Alaska Democrat’s arrival signals change in fisheries debate
As the first Alaska native elected to Congress, Democratic Rep. Mary Peltola will bring a new twist to a long-running fisheries debate when the House Natural Resources Committee votes on a proposed overhaul of the nation’s premier fishing law this week. It’s a top issue for Peltola, who was sworn in last week and promptly won a seat on the committee.
It’s also an issue that Peltola knows well, having served as director of the Kuskokwim River Inter-Tribal Fish Commission and getting a very early start on fishing herself. “I have been fishing with my family on the Kuskokwim in our traditional way since I was 6 years old,” she told the Subcommittee for Water, Oceans and Wildlife when she testified before the panel last November. On Wednesday, Peltola will take a seat with majority Democrats as the full committee considers reauthorizing the 1976 Magnuson-Stevens Fishery Conservation and Management Act, the law that sets the rules for fishing in all federal waters.
Rep. Jared Huffman (D-Calif.), the subcommittee chair who has been working on a proposed reauthorization for more than three years, delayed a markup earlier this year in response to the death of Alaska Republican Rep. Don Young, the former House dean who died on March 18 at the age of 88 (E&E Daily, Apr. 5). With Young’s successor now in place, the panel is set to vote on H.R. 4690, the “Sustaining America’s Fisheries for the Future Act,” a bill that would require NOAA to create plans for “climate ready fisheries” to manage the nation’s shifting stocks.
Huffman’s bill would also mark the first time that climate change received a mention in the federal fishing law, which Congress last reauthorized in 2006 (Greenwire, July 26, 2021). Young had offered a competing bill, H.R. 59, the “Strengthening Fishing Communities and Increasing Flexibility in Fisheries Management Act,” arguing that his legislation would better improve the law by giving fishermen and fishery managers more flexibility and stability (E&E Daily, Nov. 15, 2021). While Huffman had sparred with Young for years on fishing issues, the chair now finds himself with a strong ally in Peltola.
When she testified last year, Peltola told lawmakers that climate change “poses a real and ongoing threat to our way of life and fisheries” in Alaska. “The Bering Sea is warming significantly faster than oceans in temperate zones, and the Arctic is warming two to three times faster than the rest of the planet,” she said, adding that “it is essential that we take local, national and international action to reduce greenhouse gas emissions.”
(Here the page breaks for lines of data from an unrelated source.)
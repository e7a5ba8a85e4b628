use crate::server::{
    Result, ServerError, ServerRouter,
    auth::AuthenticatedUser,
    json::{Created, Json},
    media::MediaStore,
    upload::{CREATE_POST_BODY_LIMIT, NewPostForm},
};
use axum::{
    extract::{DefaultBodyLimit, Multipart, State},
    http::{Method, StatusCode},
};
use axum_extra::routing::{RouterExt, TypedPath};
use boardwalk_common::{
    markup::render_post_text,
    model::{
        Id,
        board::Board,
        post::{CreatePost, EditPost, Post, PostMarker},
    },
    permission::{self, Actor, PermissionRequest, PostAction},
    thumbnail::{ImageUpload, Thumbnail, make_thumbnail},
};
use boardwalk_db::client::DbClient;
use serde::Deserialize;
use std::sync::Arc;
use time::UtcDateTime;
use tracing::info;

pub fn routes() -> ServerRouter {
    let uploads = ServerRouter::new()
        .typed_post(create_post)
        .layer(DefaultBodyLimit::max(CREATE_POST_BODY_LIMIT));

    ServerRouter::new()
        .typed_get(get_post)
        .typed_patch(edit_post)
        .typed_delete(delete_post)
        .merge(uploads)
}

#[derive(TypedPath, Deserialize)]
#[typed_path("/posts/{id}", rejection(ServerError))]
struct PostPath {
    id: Id<PostMarker>,
}

async fn get_post(
    PostPath { id }: PostPath,
    State(db): State<Arc<DbClient>>,
    State(media): State<Arc<MediaStore>>,
) -> Result<Json<Post>> {
    let mut post = db
        .fetch_post(id)
        .await?
        .ok_or(ServerError::PostByIdNotFound(id))?;
    media.resolve(&mut post);

    Ok(Json(post))
}

#[derive(TypedPath, Deserialize)]
#[typed_path("/posts", rejection(ServerError))]
struct CreatePostPath();

async fn create_post(
    CreatePostPath(): CreatePostPath,
    State(db): State<Arc<DbClient>>,
    State(media): State<Arc<MediaStore>>,
    user: Option<AuthenticatedUser>,
    multipart: Multipart,
) -> Result<Created<Post>> {
    let form = NewPostForm::read(multipart).await?;

    let board = db
        .fetch_board(&form.board)
        .await?
        .ok_or_else(|| ServerError::UnknownBoard(form.board.clone()))?;
    if let Some(thread) = form.thread {
        check_thread(&db, &board, thread).await?;
    }

    let thumbnails = make_thumbnails(form.files).await?;
    let mut images = Vec::with_capacity(thumbnails.len());
    for (upload, thumbnail) in &thumbnails {
        match media.save(upload, thumbnail).await {
            Ok(image) => images.push(image),
            Err(err) => {
                media.remove(&images).await;
                return Err(ServerError::Media(err));
            }
        }
    }

    let new_post = CreatePost {
        board_id: board.id,
        thread: form.thread,
        author: user.map(AuthenticatedUser::user_id),
        poster: form.poster,
        text: render_post_text(form.text.get()),
        date: UtcDateTime::now(),
    };
    let post_id = match db.create_post(&new_post, &images).await {
        Ok(post_id) => post_id,
        Err(err) => {
            media.remove(&images).await;
            return Err(err.into());
        }
    };
    info!(%post_id, board = %board.link, thread = ?new_post.thread, "Post created");

    let mut post = db
        .fetch_post(post_id)
        .await?
        .ok_or(ServerError::PostByIdNotFound(post_id))?;
    media.resolve(&mut post);

    Ok(Created(post))
}

/// Replies must point at a thread root on the same board.
async fn check_thread(db: &DbClient, board: &Board, thread: Id<PostMarker>) -> Result<()> {
    match db.fetch_post(thread).await? {
        Some(root) if root.is_thread_root() && root.board_id == board.id => Ok(()),
        _ => Err(ServerError::InvalidThread(thread)),
    }
}

async fn make_thumbnails(uploads: Vec<ImageUpload>) -> Result<Vec<(ImageUpload, Thumbnail)>> {
    if uploads.is_empty() {
        return Ok(Vec::new());
    }

    let thumbnails = tokio::task::spawn_blocking(move || {
        uploads
            .into_iter()
            .map(|upload| make_thumbnail(&upload).map(|thumbnail| (upload, thumbnail)))
            .collect::<Result<Vec<_>, _>>()
    })
    .await??;

    Ok(thumbnails)
}

async fn edit_post(
    PostPath { id }: PostPath,
    State(db): State<Arc<DbClient>>,
    State(media): State<Arc<MediaStore>>,
    method: Method,
    user: Option<AuthenticatedUser>,
    Json(edit): Json<EditPost>,
) -> Result<Json<Post>> {
    let post = db
        .fetch_post(id)
        .await?
        .ok_or(ServerError::PostByIdNotFound(id))?;
    let now = UtcDateTime::now();
    let actor = authorize(&db, &method, user, &post, now).await?;
    let is_moderator = actor.is_some_and(|actor| actor.is_moderator);

    let edited = db
        .edit_post(id, &render_post_text(edit.text.get()), now, !is_moderator)
        .await?;
    if !edited {
        // Deleted, or edited by a concurrent request since the check.
        return Err(if is_moderator {
            ServerError::PostByIdNotFound(id)
        } else {
            ServerError::Forbidden(id)
        });
    }
    info!(post_id = %id, "Post edited");

    let mut post = db
        .fetch_post(id)
        .await?
        .ok_or(ServerError::PostByIdNotFound(id))?;
    media.resolve(&mut post);

    Ok(Json(post))
}

async fn delete_post(
    PostPath { id }: PostPath,
    State(db): State<Arc<DbClient>>,
    method: Method,
    user: Option<AuthenticatedUser>,
) -> Result<StatusCode> {
    let post = db
        .fetch_post(id)
        .await?
        .ok_or(ServerError::PostByIdNotFound(id))?;
    authorize(&db, &method, user, &post, UtcDateTime::now()).await?;

    if !db.delete_post(id).await? {
        return Err(ServerError::PostByIdNotFound(id));
    }
    info!(post_id = %id, "Post deleted");

    Ok(StatusCode::NO_CONTENT)
}

/// Checks the action against the permission rules and returns the acting user.
async fn authorize(
    db: &DbClient,
    method: &Method,
    user: Option<AuthenticatedUser>,
    post: &Post,
    now: UtcDateTime,
) -> Result<Option<Actor>> {
    let action = PostAction::from_method(method.as_str()).ok_or(ServerError::Forbidden(post.id))?;

    let actor = match user {
        Some(user) => Some(Actor {
            user: user.user_id(),
            is_moderator: db.is_janny(user.user_id(), post.board_id).await?,
        }),
        None => None,
    };

    let decision = permission::evaluate(&PermissionRequest {
        action,
        actor,
        post,
        now,
    });

    if decision.is_permitted() {
        Ok(actor)
    } else {
        Err(ServerError::Forbidden(post.id))
    }
}
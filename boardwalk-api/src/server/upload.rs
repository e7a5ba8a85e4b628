use crate::server::{Result, ServerError, media::sanitize_file_name};
use axum::extract::{Multipart, multipart::Field};
use boardwalk_common::{
    model::{
        Id,
        board::BoardLink,
        post::{PostMarker, PostText, PosterName},
    },
    thumbnail::{ImageUpload, MAX_UPLOAD_BYTES},
};

pub const MAX_FILES: usize = 10;
/// Every file at the size cap plus room for the text fields.
pub const CREATE_POST_BODY_LIMIT: usize = MAX_FILES * MAX_UPLOAD_BYTES + 256 * 1024;

/// A validated `multipart/form-data` post submission.
#[derive(Clone, Eq, PartialEq, Debug)]
pub struct NewPostForm {
    pub board: BoardLink,
    pub text: PostText,
    pub poster: PosterName,
    pub thread: Option<Id<PostMarker>>,
    pub files: Vec<ImageUpload>,
}

impl NewPostForm {
    /// Reads and validates the whole form. Nothing is written while reading.
    pub async fn read(mut multipart: Multipart) -> Result<Self> {
        let mut board = None;
        let mut text = None;
        let mut poster = None;
        let mut thread = None;
        let mut files = Vec::new();

        while let Some(field) = multipart.next_field().await? {
            let name = field.name().map(str::to_owned);
            match name.as_deref() {
                Some("board") => board = Some(field.text().await?),
                Some("text") => text = Some(field.text().await?),
                Some("poster") => poster = Some(field.text().await?),
                Some("thread") => thread = Some(field.text().await?),
                Some("file") => {
                    if let Some(upload) = read_file(field).await? {
                        if files.len() == MAX_FILES {
                            return Err(ServerError::TooManyFiles(MAX_FILES));
                        }
                        files.push(upload);
                    }
                }
                _ => {}
            }
        }

        let board = board.ok_or(ServerError::MissingField("board"))?;
        let text = text.ok_or(ServerError::MissingField("text"))?;
        let thread = match thread.as_deref().map(str::trim) {
            None | Some("") => None,
            Some(thread) => Some(
                thread
                    .parse()
                    .map_err(|_| ServerError::InvalidField("thread"))?,
            ),
        };

        Ok(Self {
            board: BoardLink::new(board.trim().to_owned())?,
            text: PostText::new(text)?,
            poster: PosterName::new(poster.as_deref())?,
            thread,
            files,
        })
    }
}

/// `None` for the empty part browsers send when no file was picked.
async fn read_file(mut field: Field<'_>) -> Result<Option<ImageUpload>> {
    let picked = field.file_name().is_some_and(|name| !name.is_empty());
    let name = sanitize_file_name(field.file_name());

    let mut bytes = Vec::new();
    while let Some(chunk) = field.chunk().await? {
        if bytes.len() + chunk.len() > MAX_UPLOAD_BYTES {
            return Err(ServerError::FileTooLarge(name));
        }
        bytes.extend_from_slice(&chunk);
    }

    if bytes.is_empty() && !picked {
        return Ok(None);
    }

    let upload = ImageUpload::new(&name, bytes).map_err(|_| ServerError::UnsupportedImage(name))?;
    Ok(Some(upload))
}
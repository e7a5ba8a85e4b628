//! Who may edit or delete a post.
//!
//! The policy is an ordered rule table. Each rule either returns a verdict or
//! passes, the first verdict wins, and a request no rule objects to is
//! permitted.

use crate::model::{Id, post::Post, user::UserMarker};
use time::{Duration, UtcDateTime};
use tracing::debug;

/// How long after posting an ordinary user may still change a post.
pub const EDIT_WINDOW: Duration = Duration::hours(24);

#[derive(Copy, Clone, Eq, PartialEq, Ord, PartialOrd, Debug, Hash)]
pub enum PostAction {
    Read,
    Edit,
    Delete,
}

impl PostAction {
    /// Maps an HTTP method name onto the action it performs on a post.
    #[must_use]
    pub fn from_method(method: &str) -> Option<Self> {
        match method {
            "GET" | "HEAD" | "OPTIONS" => Some(Self::Read),
            "PATCH" | "PUT" => Some(Self::Edit),
            "DELETE" => Some(Self::Delete),
            _ => None,
        }
    }
}

/// The authenticated user behind a request.
#[derive(Copy, Clone, Eq, PartialEq, Debug, Hash)]
pub struct Actor {
    pub user: Id<UserMarker>,
    /// Whether the user moderates the board the post is on.
    pub is_moderator: bool,
}

#[derive(Clone, Eq, PartialEq, Debug, Hash)]
pub struct PermissionRequest<'a> {
    pub action: PostAction,
    pub actor: Option<Actor>,
    pub post: &'a Post,
    pub now: UtcDateTime,
}

#[derive(Copy, Clone, Eq, PartialEq, Debug, Hash)]
pub enum Verdict {
    Permit,
    Deny,
}

#[derive(Copy, Clone, Eq, PartialEq, Debug, Hash)]
pub struct Decision {
    pub verdict: Verdict,
    /// Name of the rule that decided, or `"default"`.
    pub rule: &'static str,
}

impl Decision {
    #[must_use]
    pub fn is_permitted(self) -> bool {
        self.verdict == Verdict::Permit
    }
}

struct Rule {
    name: &'static str,
    check: fn(&PermissionRequest<'_>) -> Option<Verdict>,
}

const RULES: [Rule; 7] = [
    Rule {
        name: "read",
        check: reading,
    },
    Rule {
        name: "anonymous",
        check: anonymous,
    },
    Rule {
        name: "moderator",
        check: moderator,
    },
    Rule {
        name: "thread_root",
        check: thread_root,
    },
    Rule {
        name: "edit_window",
        check: outside_edit_window,
    },
    Rule {
        name: "not_author",
        check: not_author,
    },
    Rule {
        name: "already_edited",
        check: already_edited,
    },
];

fn reading(request: &PermissionRequest<'_>) -> Option<Verdict> {
    (request.action == PostAction::Read).then_some(Verdict::Permit)
}

fn anonymous(request: &PermissionRequest<'_>) -> Option<Verdict> {
    request.actor.is_none().then_some(Verdict::Deny)
}

fn moderator(request: &PermissionRequest<'_>) -> Option<Verdict> {
    request
        .actor
        .is_some_and(|actor| actor.is_moderator)
        .then_some(Verdict::Permit)
}

fn thread_root(request: &PermissionRequest<'_>) -> Option<Verdict> {
    request.post.is_thread_root().then_some(Verdict::Deny)
}

fn outside_edit_window(request: &PermissionRequest<'_>) -> Option<Verdict> {
    (request.now - request.post.date > EDIT_WINDOW).then_some(Verdict::Deny)
}

fn not_author(request: &PermissionRequest<'_>) -> Option<Verdict> {
    let author = request.post.author;
    let actor = request.actor.map(|actor| actor.user);
    (author.is_none() || author != actor).then_some(Verdict::Deny)
}

// Edits only; a post that was edited may still be deleted.
fn already_edited(request: &PermissionRequest<'_>) -> Option<Verdict> {
    (request.action == PostAction::Edit && request.post.edited_at.is_some())
        .then_some(Verdict::Deny)
}

#[must_use]
pub fn evaluate(request: &PermissionRequest<'_>) -> Decision {
    let decision = RULES
        .iter()
        .find_map(|rule| {
            (rule.check)(request).map(|verdict| Decision {
                verdict,
                rule: rule.name,
            })
        })
        .unwrap_or(Decision {
            verdict: Verdict::Permit,
            rule: "default",
        });

    debug!(
        post = %request.post.id,
        action = ?request.action,
        verdict = ?decision.verdict,
        rule = decision.rule,
        "Evaluated post permission"
    );

    decision
}
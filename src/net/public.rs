use async_trait::async_trait;
use reqwest::Client;
use std::time::Duration;
use tracing::debug;

use super::AddressSource;
use crate::error::{Error, Result};

/// IPv4 and IPv6 "what is my address" endpoints, queried in order.
pub const DEFAULT_ENDPOINTS: [&str; 2] = ["https://api-ipv4.ip.sb/ip", "https://api-ipv6.ip.sb/ip"];

/// Some lookup services refuse requests without a browser-like agent.
const USER_AGENT: &str = "Mozilla";

/// Public addresses reported by external lookup endpoints.
///
/// Each endpoint answers a plain GET with the caller's address as the body.
/// Any failing endpoint fails the whole lookup.
pub struct PublicIpLookup {
    client: Client,
    endpoints: Vec<String>,
}

impl PublicIpLookup {
    pub fn new() -> Result<Self> {
        Self::with_endpoints(DEFAULT_ENDPOINTS.iter().map(|s| s.to_string()).collect())
    }

    pub fn with_endpoints(endpoints: Vec<String>) -> Result<Self> {
        let client = Client::builder()
            .timeout(Duration::from_secs(10))
            .user_agent(USER_AGENT)
            .build()
            .map_err(|e| Error::AddressDiscovery {
                endpoint: "<client>".to_string(),
                reason: e.to_string(),
            })?;
        Ok(Self { client, endpoints })
    }

    async fn fetch(&self, endpoint: &str) -> std::result::Result<String, reqwest::Error> {
        let body = self
            .client
            .get(endpoint)
            .send()
            .await?
            .error_for_status()?
            .text()
            .await?;
        Ok(body.trim().to_string())
    }
}

#[async_trait]
impl AddressSource for PublicIpLookup {
    async fn addresses(&self) -> Result<Vec<String>> {
        let mut addresses = Vec::with_capacity(self.endpoints.len());
        for endpoint in &self.endpoints {
            let address = self
                .fetch(endpoint)
                .await
                .map_err(|e| Error::AddressDiscovery {
                    endpoint: endpoint.clone(),
                    reason: e.to_string(),
                })?;
            debug!("{} reported {}", endpoint, address);
            addresses.push(address);
        }
        Ok(addresses)
    }
}
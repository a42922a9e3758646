//! On-demand archive encoding.
//!
//! Archives are assembled entirely in memory: the caller gets back one
//! finished byte buffer. Memory use therefore grows with the archive size,
//! and every request rebuilds from scratch.
//!
//! ## Member layout
//!
//! - A single top-level file is stored under its base name.
//! - A single top-level directory is walked recursively (lexical order) and
//!   each regular file is stored under its path relative to the directory,
//!   with `/` separators. Directories themselves are not stored.
//! - When several top-level paths are archived together, each one is rooted
//!   under its own base name (`a.txt`, `dir1/x.txt`).
//!
//! Anything that is neither a regular file nor a directory aborts the whole
//! build with [`Error::UnsupportedFileType`].

mod tar;
mod zip;

use std::fmt;
use std::fs::{self, Metadata};
use std::path::{Path, PathBuf};
use std::str::FromStr;

use tracing::debug;
use walkdir::WalkDir;

use crate::error::{Error, Result};

pub use self::zip::{DosDateTime, ZipWriter};

/// Supported container formats.
#[derive(Debug, Clone, Copy, PartialEq, Eq, Hash)]
pub enum ArchiveFormat {
    Zip,
    TarGz,
}

impl ArchiveFormat {
    pub const ALL: [ArchiveFormat; 2] = [ArchiveFormat::Zip, ArchiveFormat::TarGz];

    /// Value of the `archive` query parameter and the file extension.
    pub fn extension(&self) -> &'static str {
        match self {
            ArchiveFormat::Zip => "zip",
            ArchiveFormat::TarGz => "tar.gz",
        }
    }

    pub fn mime_type(&self) -> &'static str {
        match self {
            ArchiveFormat::Zip => "application/zip",
            ArchiveFormat::TarGz => "application/gzip",
        }
    }
}

impl fmt::Display for ArchiveFormat {
    fn fmt(&self, f: &mut fmt::Formatter<'_>) -> fmt::Result {
        f.write_str(self.extension())
    }
}

impl FromStr for ArchiveFormat {
    type Err = Error;

    fn from_str(s: &str) -> Result<Self> {
        ArchiveFormat::ALL
            .into_iter()
            .find(|format| format.extension() == s)
            .ok_or_else(|| Error::LookupNotFound(format!("archive format {s:?}")))
    }
}

/// One archive build: which paths, in which format.
#[derive(Debug, Clone)]
pub struct ArchiveRequest {
    pub paths: Vec<PathBuf>,
    pub format: ArchiveFormat,
}

impl ArchiveRequest {
    pub fn new(paths: Vec<PathBuf>, format: ArchiveFormat) -> Self {
        Self { paths, format }
    }

    /// Encode the request into a finished archive.
    pub fn build(&self) -> Result<Vec<u8>> {
        build_archive(&self.paths, self.format)
    }
}

/// A file to be stored, with its name inside the archive.
#[derive(Debug)]
pub(crate) struct Member {
    pub name: String,
    pub path: PathBuf,
    pub metadata: Metadata,
}

/// Build an archive of `paths` in `format`.
///
/// The whole file set is collected before encoding starts, so a bad member
/// fails the build without producing partial output.
///
/// # Arguments
///
/// * `paths` - Files or directories. One path is stored relative to itself;
///   several are each rooted under their base name
/// * `format` - Encoding of the returned bytes
///
/// # Errors
///
/// * [`Error::Io`] - A path or member could not be read
/// * [`Error::UnsupportedFileType`] - A member is neither file nor directory
/// * [`Error::ArchiveTooLarge`] - The zip would need zip64
pub fn build_archive<P: AsRef<Path>>(paths: &[P], format: ArchiveFormat) -> Result<Vec<u8>> {
    let members = collect_members(paths)?;
    let bytes = match format {
        ArchiveFormat::Zip => zip::write_zip(&members)?,
        ArchiveFormat::TarGz => tar::write_tar_gz(&members)?,
    };
    debug!(
        "built {} archive: {} members, {} bytes",
        format,
        members.len(),
        bytes.len()
    );
    Ok(bytes)
}

pub(crate) fn collect_members<P: AsRef<Path>>(paths: &[P]) -> Result<Vec<Member>> {
    let rooted = paths.len() > 1;
    let mut members = Vec::new();

    for path in paths {
        let path = path.as_ref();
        let metadata = fs::metadata(path).map_err(|e| Error::io(path, e))?;
        let base = path
            .file_name()
            .map(|s| s.to_string_lossy().into_owned())
            .ok_or_else(|| Error::PathResolution {
                path: path.to_path_buf(),
                reason: "path has no final segment".to_string(),
            })?;

        if metadata.is_file() {
            members.push(Member {
                name: base,
                path: path.to_path_buf(),
                metadata,
            });
        } else if metadata.is_dir() {
            let prefix = rooted.then_some(base.as_str());
            walk_directory(path, prefix, &mut members)?;
        } else {
            return Err(Error::UnsupportedFileType(path.to_path_buf()));
        }
    }

    Ok(members)
}

fn walk_directory(root: &Path, prefix: Option<&str>, members: &mut Vec<Member>) -> Result<()> {
    let walker = WalkDir::new(root)
        .min_depth(1)
        .follow_links(true)
        .sort_by_file_name();

    for entry in walker {
        let entry = entry.map_err(|e| {
            let path = e.path().unwrap_or(root).to_path_buf();
            Error::io(path, e.into())
        })?;

        let file_type = entry.file_type();
        if file_type.is_dir() {
            continue;
        }
        if !file_type.is_file() {
            return Err(Error::UnsupportedFileType(entry.into_path()));
        }

        let metadata = entry.metadata().map_err(|e| {
            let path = entry.path().to_path_buf();
            Error::io(path, e.into())
        })?;
        let relative = slash_path(entry.path().strip_prefix(root).unwrap_or(entry.path()));
        let name = match prefix {
            Some(prefix) => format!("{prefix}/{relative}"),
            None => relative,
        };

        members.push(Member {
            name,
            path: entry.into_path(),
            metadata,
        });
    }

    Ok(())
}

/// Join the components of a relative path with `/`.
fn slash_path(relative: &Path) -> String {
    relative
        .components()
        .map(|c| c.as_os_str().to_string_lossy())
        .collect::<Vec<_>>()
        .join("/")
}

#[cfg(test)]
mod tests {
    use super::*;
    use std::io::{Cursor, Read};
    use tempfile::TempDir;

    fn fixture() -> TempDir {
        let dir = TempDir::new().unwrap();
        fs::write(dir.path().join("a.txt"), b"hello").unwrap();
        let dir1 = dir.path().join("dir1");
        fs::create_dir_all(dir1.join("sub").join("deeper")).unwrap();
        fs::write(dir1.join("x.txt"), b"x content").unwrap();
        fs::write(dir1.join("sub").join("y.txt"), b"y content").unwrap();
        fs::write(dir1.join("sub").join("deeper").join("z.bin"), [0u8, 1, 2, 255]).unwrap();
        dir
    }

    fn unzip(bytes: &[u8]) -> Vec<(String, Vec<u8>)> {
        let mut archive = ::zip::ZipArchive::new(Cursor::new(bytes)).unwrap();
        let mut out = Vec::new();
        for i in 0..archive.len() {
            let mut file = archive.by_index(i).unwrap();
            let mut data = Vec::new();
            file.read_to_end(&mut data).unwrap();
            out.push((file.name().to_string(), data));
        }
        out
    }

    fn untar(bytes: &[u8]) -> Vec<(String, Vec<u8>)> {
        let mut archive = ::tar::Archive::new(flate2::read::GzDecoder::new(bytes));
        let mut out = Vec::new();
        for entry in archive.entries().unwrap() {
            let mut entry = entry.unwrap();
            let name = entry.path().unwrap().to_string_lossy().into_owned();
            let mut data = Vec::new();
            entry.read_to_end(&mut data).unwrap();
            out.push((name, data));
        }
        out
    }

    #[test]
    fn parses_query_format_names() {
        assert_eq!("zip".parse::<ArchiveFormat>().unwrap(), ArchiveFormat::Zip);
        assert_eq!(
            "tar.gz".parse::<ArchiveFormat>().unwrap(),
            ArchiveFormat::TarGz
        );
        assert!(matches!(
            "rar".parse::<ArchiveFormat>(),
            Err(Error::LookupNotFound(_))
        ));
        assert!("ZIP".parse::<ArchiveFormat>().is_err());
        assert_eq!(ArchiveFormat::TarGz.mime_type(), "application/gzip");
        assert_eq!(ArchiveFormat::Zip.mime_type(), "application/zip");
    }

    #[test]
    fn single_file_zip_round_trips() {
        let dir = fixture();
        let bytes = build_archive(&[dir.path().join("a.txt")], ArchiveFormat::Zip).unwrap();
        assert_eq!(unzip(&bytes), vec![("a.txt".to_string(), b"hello".to_vec())]);
    }

    #[test]
    fn single_file_tar_gz_round_trips() {
        let dir = fixture();
        let bytes = build_archive(&[dir.path().join("a.txt")], ArchiveFormat::TarGz).unwrap();
        assert_eq!(untar(&bytes), vec![("a.txt".to_string(), b"hello".to_vec())]);
    }

    #[test]
    fn directory_members_are_relative_with_forward_slashes() {
        let dir = fixture();
        let expected = vec![
            ("sub/deeper/z.bin".to_string(), vec![0u8, 1, 2, 255]),
            ("sub/y.txt".to_string(), b"y content".to_vec()),
            ("x.txt".to_string(), b"x content".to_vec()),
        ];

        let request = ArchiveRequest::new(vec![dir.path().join("dir1")], ArchiveFormat::Zip);
        assert_eq!(unzip(&request.build().unwrap()), expected);

        let request = ArchiveRequest::new(vec![dir.path().join("dir1")], ArchiveFormat::TarGz);
        assert_eq!(untar(&request.build().unwrap()), expected);
    }

    #[test]
    fn combined_archive_roots_each_entry_under_its_name() {
        let dir = fixture();
        let paths = vec![dir.path().join("a.txt"), dir.path().join("dir1")];

        for format in ArchiveFormat::ALL {
            let bytes = build_archive(&paths, format).unwrap();
            let names: Vec<String> = match format {
                ArchiveFormat::Zip => unzip(&bytes),
                ArchiveFormat::TarGz => untar(&bytes),
            }
            .into_iter()
            .map(|(name, _)| name)
            .collect();

            assert_eq!(
                names,
                vec![
                    "a.txt",
                    "dir1/sub/deeper/z.bin",
                    "dir1/sub/y.txt",
                    "dir1/x.txt"
                ]
            );
        }
    }

    #[test]
    fn empty_directory_yields_valid_empty_archive() {
        let dir = TempDir::new().unwrap();
        let empty = dir.path().join("empty");
        fs::create_dir(&empty).unwrap();

        let zip = build_archive(&[&empty], ArchiveFormat::Zip).unwrap();
        assert!(unzip(&zip).is_empty());

        let tgz = build_archive(&[&empty], ArchiveFormat::TarGz).unwrap();
        assert!(untar(&tgz).is_empty());
    }

    #[test]
    fn missing_path_is_an_io_error() {
        let dir = TempDir::new().unwrap();
        let err = build_archive(&[dir.path().join("gone")], ArchiveFormat::Zip).unwrap_err();
        assert!(matches!(err, Error::Io { .. }));
    }

    #[cfg(unix)]
    #[test]
    fn sockets_are_rejected() {
        use std::os::unix::net::UnixListener;

        let dir = TempDir::new().unwrap();
        let socket = dir.path().join("sock");
        let _listener = UnixListener::bind(&socket).unwrap();

        let err = build_archive(&[&socket], ArchiveFormat::TarGz).unwrap_err();
        assert!(matches!(err, Error::UnsupportedFileType(_)));
    }

    #[cfg(unix)]
    #[test]
    fn socket_inside_directory_aborts_whole_build() {
        use std::os::unix::net::UnixListener;

        let dir = fixture();
        let _listener = UnixListener::bind(dir.path().join("dir1").join("sock")).unwrap();

        for format in ArchiveFormat::ALL {
            let err = build_archive(&[dir.path().join("dir1")], format).unwrap_err();
            assert!(matches!(err, Error::UnsupportedFileType(_)));
        }
    }

    #[test]
    fn slash_path_joins_components() {
        let relative: PathBuf = ["a", "b", "c.txt"].iter().collect();
        assert_eq!(slash_path(&relative), "a/b/c.txt");
    }
}
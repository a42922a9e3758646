use std::net::IpAddr;

use async_trait::async_trait;
use pnet::datalink;

use super::AddressSource;
use crate::error::Result;

/// Addresses bound to local network interfaces.
pub struct LocalInterfaces;

#[async_trait]
impl AddressSource for LocalInterfaces {
    async fn addresses(&self) -> Result<Vec<String>> {
        let addresses = datalink::interfaces()
            .into_iter()
            .flat_map(|iface| iface.ips)
            .map(|network| network.ip())
            .filter(is_shareable)
            .map(|ip| ip.to_string())
            .collect();
        Ok(addresses)
    }
}

/// Whether another host could plausibly reach us at `ip`.
///
/// Rejects loopback, unspecified, link-local unicast and link-local
/// multicast addresses.
pub fn is_shareable(ip: &IpAddr) -> bool {
    if ip.is_loopback() || ip.is_unspecified() {
        return false;
    }
    match ip {
        IpAddr::V4(v4) => {
            let octets = v4.octets();
            // 224.0.0.0/24
            let link_local_multicast = octets[0] == 224 && octets[1] == 0 && octets[2] == 0;
            !v4.is_link_local() && !link_local_multicast
        }
        IpAddr::V6(v6) => {
            let first = v6.segments()[0];
            // fe80::/10
            let link_local_unicast = first & 0xffc0 == 0xfe80;
            // ff02::/16 and other link-scoped multicast
            let link_local_multicast = first & 0xff0f == 0xff02;
            !link_local_unicast && !link_local_multicast
        }
    }
}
Peltola also told the panel that the Magnuson-Stevens Act had been “failing” and needed to be changed. “Ecologically, the Bering Sea is undergoing declines at an alarming level,” she said. “In 2021, decadeslong trends of declining Chinook salmon stocks continued and fisheries throughout Western Alaska were closed.”
Among her biggest criticisms, Peltola said the federal fisheries law “systemically and intentionally excludes Native American people and our knowledge.” In a tweet shortly after she won her special election, Peltola recalled her testimony from last year and how she had tried to get the federal fishing law changed.
“I’m honored to now go back to D.C. — this time as a member of the House of Representatives — and work to make it happen,” she said. Separately this week, the committee will take recorded votes on Republican resolutions of inquiry to demand documents from the Interior and Agriculture departments on a host of hot-button issues. The resolutions are poised to fail (E&E Daily, Sept. 16).
Schedule: The markup is Wednesday, Sept. 21, at 10 a.m. in 1324 Longworth and via webcast.